Your task is to copy each line of the records that includes the string "struct".

The input |
..............................

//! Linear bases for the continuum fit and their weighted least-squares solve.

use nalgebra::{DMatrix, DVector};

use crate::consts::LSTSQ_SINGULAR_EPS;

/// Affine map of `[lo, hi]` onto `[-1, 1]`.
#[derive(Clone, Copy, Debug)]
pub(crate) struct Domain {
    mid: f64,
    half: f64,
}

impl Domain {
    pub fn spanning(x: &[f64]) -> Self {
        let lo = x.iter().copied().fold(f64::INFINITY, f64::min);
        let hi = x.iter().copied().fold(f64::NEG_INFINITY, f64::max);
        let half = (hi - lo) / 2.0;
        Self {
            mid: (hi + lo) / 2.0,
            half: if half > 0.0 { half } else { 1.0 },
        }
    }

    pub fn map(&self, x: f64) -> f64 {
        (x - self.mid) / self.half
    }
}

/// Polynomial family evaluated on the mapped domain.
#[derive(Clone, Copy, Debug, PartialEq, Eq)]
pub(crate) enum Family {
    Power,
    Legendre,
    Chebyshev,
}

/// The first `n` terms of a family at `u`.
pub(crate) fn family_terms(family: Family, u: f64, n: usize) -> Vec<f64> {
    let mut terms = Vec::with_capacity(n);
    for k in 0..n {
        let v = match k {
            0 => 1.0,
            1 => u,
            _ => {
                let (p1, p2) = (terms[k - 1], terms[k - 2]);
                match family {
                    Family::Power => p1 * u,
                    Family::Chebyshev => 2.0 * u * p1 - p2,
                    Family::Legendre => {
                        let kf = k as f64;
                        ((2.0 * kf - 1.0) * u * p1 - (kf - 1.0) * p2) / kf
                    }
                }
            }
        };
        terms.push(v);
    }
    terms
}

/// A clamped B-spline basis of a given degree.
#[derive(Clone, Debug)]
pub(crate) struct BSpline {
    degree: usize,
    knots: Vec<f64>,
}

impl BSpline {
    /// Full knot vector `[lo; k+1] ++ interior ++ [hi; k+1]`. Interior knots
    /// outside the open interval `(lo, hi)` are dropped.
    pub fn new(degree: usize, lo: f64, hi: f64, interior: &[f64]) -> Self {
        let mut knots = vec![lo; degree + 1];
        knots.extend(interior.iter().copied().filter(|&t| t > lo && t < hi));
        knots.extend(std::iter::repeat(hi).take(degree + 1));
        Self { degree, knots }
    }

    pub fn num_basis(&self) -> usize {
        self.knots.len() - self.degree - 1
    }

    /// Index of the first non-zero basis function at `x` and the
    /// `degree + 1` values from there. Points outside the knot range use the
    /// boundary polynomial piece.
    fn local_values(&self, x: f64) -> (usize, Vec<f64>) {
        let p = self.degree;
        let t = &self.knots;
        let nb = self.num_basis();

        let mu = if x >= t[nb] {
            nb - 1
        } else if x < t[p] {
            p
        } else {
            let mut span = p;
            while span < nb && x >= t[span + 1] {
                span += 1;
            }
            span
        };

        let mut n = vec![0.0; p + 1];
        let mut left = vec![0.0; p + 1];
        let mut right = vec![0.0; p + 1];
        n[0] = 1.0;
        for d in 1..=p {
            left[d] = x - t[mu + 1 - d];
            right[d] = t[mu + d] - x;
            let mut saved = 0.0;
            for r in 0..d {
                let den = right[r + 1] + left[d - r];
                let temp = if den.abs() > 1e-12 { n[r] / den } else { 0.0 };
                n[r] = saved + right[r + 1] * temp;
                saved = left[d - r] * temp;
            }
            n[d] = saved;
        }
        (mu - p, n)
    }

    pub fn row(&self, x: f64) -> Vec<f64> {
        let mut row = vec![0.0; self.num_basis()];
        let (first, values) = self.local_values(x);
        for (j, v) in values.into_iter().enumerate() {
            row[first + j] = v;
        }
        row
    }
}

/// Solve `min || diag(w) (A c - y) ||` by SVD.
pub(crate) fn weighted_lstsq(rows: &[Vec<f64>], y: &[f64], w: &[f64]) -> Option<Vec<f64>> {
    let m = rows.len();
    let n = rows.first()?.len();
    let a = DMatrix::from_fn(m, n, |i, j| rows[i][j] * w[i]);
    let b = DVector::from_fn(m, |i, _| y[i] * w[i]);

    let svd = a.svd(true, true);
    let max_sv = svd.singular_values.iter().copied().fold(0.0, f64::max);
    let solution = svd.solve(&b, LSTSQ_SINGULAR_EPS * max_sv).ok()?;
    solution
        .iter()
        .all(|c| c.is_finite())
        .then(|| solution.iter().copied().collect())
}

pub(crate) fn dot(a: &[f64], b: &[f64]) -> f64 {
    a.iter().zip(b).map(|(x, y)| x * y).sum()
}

..............................

Answer box |
pub(crate) struct Domain {
pub(crate) struct BSpline {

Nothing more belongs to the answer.